◆ What you need to do: Using the records that follow, count the lines containing the word "clear" and give that number only.
Information provided Block Start
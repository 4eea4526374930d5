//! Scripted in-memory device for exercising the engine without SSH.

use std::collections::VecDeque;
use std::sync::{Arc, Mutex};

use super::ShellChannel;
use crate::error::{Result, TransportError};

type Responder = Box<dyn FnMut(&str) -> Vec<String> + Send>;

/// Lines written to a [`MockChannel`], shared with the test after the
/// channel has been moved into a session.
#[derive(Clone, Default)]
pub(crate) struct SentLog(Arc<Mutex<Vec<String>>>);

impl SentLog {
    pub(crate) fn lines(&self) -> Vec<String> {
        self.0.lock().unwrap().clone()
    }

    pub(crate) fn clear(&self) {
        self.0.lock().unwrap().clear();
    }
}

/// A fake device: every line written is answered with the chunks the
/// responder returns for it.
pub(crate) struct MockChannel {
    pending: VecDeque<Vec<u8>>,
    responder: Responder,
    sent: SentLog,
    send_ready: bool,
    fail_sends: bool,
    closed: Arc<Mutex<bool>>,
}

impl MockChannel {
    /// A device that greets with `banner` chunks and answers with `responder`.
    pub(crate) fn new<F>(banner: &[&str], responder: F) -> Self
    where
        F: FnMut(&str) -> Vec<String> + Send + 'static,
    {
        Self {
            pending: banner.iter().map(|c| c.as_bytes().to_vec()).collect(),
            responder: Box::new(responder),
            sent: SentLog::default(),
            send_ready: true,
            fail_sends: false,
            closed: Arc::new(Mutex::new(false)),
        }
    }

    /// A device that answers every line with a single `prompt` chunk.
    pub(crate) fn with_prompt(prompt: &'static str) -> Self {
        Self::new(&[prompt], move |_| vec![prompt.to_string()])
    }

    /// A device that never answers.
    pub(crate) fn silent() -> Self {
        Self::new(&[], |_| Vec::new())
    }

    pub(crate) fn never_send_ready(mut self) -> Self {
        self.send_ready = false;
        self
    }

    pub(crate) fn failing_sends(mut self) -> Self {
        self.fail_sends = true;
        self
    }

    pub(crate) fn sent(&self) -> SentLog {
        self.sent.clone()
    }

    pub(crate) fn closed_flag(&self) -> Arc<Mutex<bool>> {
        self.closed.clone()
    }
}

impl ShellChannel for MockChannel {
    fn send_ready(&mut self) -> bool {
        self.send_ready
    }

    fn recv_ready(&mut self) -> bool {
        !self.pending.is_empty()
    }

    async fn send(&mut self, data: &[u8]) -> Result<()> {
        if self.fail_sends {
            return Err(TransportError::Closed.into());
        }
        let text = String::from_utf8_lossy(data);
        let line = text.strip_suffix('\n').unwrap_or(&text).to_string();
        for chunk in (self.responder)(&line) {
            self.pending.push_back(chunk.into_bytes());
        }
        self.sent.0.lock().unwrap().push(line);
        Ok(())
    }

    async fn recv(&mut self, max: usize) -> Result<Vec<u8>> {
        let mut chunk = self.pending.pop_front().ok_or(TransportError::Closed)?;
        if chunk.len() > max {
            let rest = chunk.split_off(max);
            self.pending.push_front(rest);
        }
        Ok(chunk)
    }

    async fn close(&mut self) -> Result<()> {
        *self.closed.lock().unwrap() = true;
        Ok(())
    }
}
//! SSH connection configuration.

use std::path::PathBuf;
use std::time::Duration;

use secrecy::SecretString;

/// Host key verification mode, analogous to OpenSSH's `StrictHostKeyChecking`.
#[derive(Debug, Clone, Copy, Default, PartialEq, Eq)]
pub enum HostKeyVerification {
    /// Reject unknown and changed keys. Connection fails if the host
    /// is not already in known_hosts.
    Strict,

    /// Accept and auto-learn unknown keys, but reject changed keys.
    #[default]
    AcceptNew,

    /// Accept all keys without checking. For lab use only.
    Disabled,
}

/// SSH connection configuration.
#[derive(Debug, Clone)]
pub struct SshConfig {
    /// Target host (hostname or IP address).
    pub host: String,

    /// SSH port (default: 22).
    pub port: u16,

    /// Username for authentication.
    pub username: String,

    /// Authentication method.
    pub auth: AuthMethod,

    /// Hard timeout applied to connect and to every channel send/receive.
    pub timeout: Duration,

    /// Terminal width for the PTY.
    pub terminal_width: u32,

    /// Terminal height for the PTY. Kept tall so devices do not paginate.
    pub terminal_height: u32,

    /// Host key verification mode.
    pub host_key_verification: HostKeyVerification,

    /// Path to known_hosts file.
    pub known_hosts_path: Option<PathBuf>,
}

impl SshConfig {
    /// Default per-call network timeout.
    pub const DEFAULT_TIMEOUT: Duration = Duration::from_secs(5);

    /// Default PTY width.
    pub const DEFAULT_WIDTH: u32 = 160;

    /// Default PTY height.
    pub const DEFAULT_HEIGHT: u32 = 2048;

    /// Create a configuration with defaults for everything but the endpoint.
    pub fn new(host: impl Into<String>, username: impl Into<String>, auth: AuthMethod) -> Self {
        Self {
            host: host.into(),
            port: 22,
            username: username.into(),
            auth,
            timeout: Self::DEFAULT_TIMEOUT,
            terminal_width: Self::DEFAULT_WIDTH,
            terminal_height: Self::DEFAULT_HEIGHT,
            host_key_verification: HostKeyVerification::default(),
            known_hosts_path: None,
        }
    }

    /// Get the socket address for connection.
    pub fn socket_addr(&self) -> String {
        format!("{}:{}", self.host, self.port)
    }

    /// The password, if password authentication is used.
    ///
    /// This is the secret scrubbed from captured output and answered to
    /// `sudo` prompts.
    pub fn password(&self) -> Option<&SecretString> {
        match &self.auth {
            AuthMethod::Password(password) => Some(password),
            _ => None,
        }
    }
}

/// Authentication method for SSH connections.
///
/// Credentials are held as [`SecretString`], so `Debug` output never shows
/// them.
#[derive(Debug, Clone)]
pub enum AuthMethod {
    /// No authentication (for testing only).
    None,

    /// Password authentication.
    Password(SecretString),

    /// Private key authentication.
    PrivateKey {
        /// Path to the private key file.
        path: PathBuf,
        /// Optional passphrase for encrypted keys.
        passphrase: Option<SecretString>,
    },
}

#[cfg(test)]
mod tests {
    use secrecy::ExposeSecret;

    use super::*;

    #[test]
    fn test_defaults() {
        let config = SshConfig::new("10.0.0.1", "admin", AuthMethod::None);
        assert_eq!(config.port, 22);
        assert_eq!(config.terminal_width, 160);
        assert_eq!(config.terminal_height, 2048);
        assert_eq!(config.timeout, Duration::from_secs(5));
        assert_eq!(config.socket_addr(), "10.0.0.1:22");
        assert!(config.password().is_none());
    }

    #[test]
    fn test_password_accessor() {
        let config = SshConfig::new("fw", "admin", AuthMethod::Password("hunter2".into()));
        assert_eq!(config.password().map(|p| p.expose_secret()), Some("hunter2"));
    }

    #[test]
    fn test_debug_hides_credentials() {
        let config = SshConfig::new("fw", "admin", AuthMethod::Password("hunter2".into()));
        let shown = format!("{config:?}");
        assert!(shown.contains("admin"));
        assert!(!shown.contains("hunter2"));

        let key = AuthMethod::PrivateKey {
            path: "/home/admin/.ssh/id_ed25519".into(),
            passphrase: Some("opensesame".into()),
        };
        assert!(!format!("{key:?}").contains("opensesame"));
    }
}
Information provided Block End
◆ Answer box: 2